Go over the entries below line by line, copying each one that contains the word "last".
*** Extracted information ***
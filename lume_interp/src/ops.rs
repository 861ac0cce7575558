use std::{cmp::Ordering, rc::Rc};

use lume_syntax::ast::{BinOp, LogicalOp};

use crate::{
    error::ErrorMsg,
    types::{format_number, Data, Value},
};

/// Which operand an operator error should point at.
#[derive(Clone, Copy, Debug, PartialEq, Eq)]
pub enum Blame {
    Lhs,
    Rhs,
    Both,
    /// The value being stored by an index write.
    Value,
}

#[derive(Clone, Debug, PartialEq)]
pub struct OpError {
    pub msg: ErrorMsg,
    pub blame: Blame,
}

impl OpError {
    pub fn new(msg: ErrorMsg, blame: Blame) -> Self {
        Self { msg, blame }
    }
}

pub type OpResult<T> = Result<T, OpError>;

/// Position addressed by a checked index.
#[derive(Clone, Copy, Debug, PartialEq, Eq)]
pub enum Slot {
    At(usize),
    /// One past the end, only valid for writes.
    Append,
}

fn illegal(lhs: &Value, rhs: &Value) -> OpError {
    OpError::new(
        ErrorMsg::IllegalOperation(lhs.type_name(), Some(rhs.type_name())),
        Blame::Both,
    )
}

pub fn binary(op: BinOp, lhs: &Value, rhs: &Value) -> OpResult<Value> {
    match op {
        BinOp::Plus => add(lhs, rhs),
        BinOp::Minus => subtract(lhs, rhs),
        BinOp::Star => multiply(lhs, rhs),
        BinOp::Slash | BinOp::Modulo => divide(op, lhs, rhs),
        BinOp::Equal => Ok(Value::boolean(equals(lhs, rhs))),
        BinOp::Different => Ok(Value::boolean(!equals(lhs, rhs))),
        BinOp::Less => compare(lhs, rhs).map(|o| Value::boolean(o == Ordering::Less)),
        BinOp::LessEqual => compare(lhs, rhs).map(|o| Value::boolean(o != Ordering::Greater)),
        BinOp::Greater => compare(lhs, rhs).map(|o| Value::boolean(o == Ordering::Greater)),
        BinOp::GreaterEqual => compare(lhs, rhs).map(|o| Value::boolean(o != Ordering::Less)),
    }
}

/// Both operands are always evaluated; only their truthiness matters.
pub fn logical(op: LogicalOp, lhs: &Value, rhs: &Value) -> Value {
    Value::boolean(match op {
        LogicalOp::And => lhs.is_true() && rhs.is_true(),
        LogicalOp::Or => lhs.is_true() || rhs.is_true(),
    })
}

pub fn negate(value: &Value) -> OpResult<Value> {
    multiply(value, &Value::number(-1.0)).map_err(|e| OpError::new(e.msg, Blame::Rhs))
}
*** End of Extracted information ***
*** Extracted information ***
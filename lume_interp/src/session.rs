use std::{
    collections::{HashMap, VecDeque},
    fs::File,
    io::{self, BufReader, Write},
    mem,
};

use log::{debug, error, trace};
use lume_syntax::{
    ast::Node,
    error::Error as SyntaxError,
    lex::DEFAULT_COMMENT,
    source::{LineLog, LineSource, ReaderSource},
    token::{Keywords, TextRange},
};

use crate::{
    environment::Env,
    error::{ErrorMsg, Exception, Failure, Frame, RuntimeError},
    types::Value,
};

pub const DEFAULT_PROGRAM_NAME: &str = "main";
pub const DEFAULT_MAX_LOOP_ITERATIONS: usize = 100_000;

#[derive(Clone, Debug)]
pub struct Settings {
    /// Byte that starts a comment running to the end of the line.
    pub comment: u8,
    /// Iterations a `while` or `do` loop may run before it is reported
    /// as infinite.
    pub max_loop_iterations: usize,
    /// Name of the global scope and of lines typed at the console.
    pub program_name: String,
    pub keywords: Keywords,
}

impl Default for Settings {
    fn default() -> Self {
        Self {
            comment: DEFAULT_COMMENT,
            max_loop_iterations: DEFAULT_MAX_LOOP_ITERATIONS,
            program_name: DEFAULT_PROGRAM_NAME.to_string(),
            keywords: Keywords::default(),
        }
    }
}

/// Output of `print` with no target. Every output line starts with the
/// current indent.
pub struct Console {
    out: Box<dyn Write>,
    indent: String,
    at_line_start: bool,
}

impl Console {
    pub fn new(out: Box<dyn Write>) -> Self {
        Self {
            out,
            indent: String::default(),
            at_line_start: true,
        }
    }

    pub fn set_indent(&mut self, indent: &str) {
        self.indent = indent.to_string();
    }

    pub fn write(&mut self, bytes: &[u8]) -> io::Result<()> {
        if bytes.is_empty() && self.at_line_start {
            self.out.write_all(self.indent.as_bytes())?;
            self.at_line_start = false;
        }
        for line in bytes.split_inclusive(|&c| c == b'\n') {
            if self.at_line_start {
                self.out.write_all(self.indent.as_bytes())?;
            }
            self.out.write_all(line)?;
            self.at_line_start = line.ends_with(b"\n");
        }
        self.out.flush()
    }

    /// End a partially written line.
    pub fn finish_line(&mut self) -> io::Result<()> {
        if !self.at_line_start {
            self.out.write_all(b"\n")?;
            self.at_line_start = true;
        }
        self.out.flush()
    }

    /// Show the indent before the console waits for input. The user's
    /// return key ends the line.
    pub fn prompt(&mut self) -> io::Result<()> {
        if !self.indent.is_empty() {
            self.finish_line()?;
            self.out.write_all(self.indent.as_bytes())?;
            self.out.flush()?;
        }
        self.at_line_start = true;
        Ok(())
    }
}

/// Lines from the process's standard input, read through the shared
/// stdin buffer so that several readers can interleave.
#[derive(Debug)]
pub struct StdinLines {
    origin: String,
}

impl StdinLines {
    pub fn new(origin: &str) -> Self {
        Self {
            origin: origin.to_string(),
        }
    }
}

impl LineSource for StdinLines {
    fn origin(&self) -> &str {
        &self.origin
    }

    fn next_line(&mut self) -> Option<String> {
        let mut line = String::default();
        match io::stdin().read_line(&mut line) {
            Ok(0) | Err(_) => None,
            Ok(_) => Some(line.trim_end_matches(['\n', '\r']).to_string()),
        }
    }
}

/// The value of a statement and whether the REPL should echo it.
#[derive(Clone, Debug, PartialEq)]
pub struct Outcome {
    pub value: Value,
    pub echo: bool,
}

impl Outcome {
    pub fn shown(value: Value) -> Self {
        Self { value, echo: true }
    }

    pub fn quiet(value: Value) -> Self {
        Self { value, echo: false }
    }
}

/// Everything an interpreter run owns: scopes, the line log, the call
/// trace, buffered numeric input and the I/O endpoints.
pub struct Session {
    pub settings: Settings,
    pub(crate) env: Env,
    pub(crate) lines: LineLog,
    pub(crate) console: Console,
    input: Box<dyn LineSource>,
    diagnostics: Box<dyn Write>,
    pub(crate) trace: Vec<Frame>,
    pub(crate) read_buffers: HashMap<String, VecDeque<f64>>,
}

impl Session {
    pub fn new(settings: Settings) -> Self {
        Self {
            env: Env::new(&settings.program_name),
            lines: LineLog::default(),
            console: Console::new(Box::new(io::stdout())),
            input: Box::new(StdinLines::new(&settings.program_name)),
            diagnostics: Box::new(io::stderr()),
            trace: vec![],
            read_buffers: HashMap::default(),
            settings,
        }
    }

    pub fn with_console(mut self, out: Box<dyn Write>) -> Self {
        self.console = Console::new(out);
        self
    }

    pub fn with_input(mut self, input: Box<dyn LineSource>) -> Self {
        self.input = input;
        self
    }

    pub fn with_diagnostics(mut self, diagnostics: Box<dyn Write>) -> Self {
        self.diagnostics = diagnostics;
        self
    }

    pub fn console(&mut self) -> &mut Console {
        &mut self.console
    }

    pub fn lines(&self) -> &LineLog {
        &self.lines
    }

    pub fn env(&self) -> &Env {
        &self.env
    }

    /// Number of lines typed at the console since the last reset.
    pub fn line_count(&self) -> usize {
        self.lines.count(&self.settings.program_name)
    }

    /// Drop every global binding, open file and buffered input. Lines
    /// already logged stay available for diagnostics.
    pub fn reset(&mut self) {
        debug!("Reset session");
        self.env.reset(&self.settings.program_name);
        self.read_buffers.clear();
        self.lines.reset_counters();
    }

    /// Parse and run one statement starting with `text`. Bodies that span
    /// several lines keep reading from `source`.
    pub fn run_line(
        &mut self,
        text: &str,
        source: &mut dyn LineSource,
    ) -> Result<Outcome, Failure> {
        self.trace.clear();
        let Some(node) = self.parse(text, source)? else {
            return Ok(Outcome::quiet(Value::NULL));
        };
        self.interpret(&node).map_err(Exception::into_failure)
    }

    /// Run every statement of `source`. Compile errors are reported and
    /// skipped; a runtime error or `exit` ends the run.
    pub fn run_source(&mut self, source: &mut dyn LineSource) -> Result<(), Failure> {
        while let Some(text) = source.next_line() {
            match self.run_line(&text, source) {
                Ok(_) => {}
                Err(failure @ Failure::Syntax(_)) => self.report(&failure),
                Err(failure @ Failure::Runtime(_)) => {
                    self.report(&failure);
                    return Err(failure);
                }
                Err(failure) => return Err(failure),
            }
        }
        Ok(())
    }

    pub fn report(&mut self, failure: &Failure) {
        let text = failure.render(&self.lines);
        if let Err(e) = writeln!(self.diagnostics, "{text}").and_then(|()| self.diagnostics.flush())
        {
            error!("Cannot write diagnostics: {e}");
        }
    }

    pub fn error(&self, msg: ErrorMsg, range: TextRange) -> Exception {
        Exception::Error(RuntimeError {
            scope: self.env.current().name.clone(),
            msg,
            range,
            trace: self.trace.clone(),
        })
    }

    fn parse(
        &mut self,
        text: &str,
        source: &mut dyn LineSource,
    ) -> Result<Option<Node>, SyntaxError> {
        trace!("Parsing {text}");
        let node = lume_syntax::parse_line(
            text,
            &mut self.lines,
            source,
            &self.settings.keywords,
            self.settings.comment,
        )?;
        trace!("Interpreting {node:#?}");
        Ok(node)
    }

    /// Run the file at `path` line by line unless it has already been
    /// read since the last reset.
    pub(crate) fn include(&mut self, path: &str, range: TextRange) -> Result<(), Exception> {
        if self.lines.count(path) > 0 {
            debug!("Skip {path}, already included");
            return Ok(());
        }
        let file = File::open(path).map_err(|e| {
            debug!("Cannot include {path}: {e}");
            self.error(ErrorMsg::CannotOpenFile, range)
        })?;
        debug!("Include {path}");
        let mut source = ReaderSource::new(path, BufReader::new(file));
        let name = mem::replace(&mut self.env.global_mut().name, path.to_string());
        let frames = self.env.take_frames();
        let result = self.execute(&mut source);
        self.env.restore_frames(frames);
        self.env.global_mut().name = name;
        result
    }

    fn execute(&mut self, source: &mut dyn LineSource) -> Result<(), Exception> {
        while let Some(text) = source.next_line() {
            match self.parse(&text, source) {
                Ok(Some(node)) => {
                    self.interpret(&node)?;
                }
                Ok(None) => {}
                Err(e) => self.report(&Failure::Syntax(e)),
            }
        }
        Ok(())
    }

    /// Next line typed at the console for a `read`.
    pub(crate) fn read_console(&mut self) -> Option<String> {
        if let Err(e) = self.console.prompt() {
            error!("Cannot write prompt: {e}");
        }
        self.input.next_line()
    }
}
*** End of Extracted information ***
#### Result for this exercise:
    /// Number of lines typed at the console since the last reset.
    /// read since the last reset.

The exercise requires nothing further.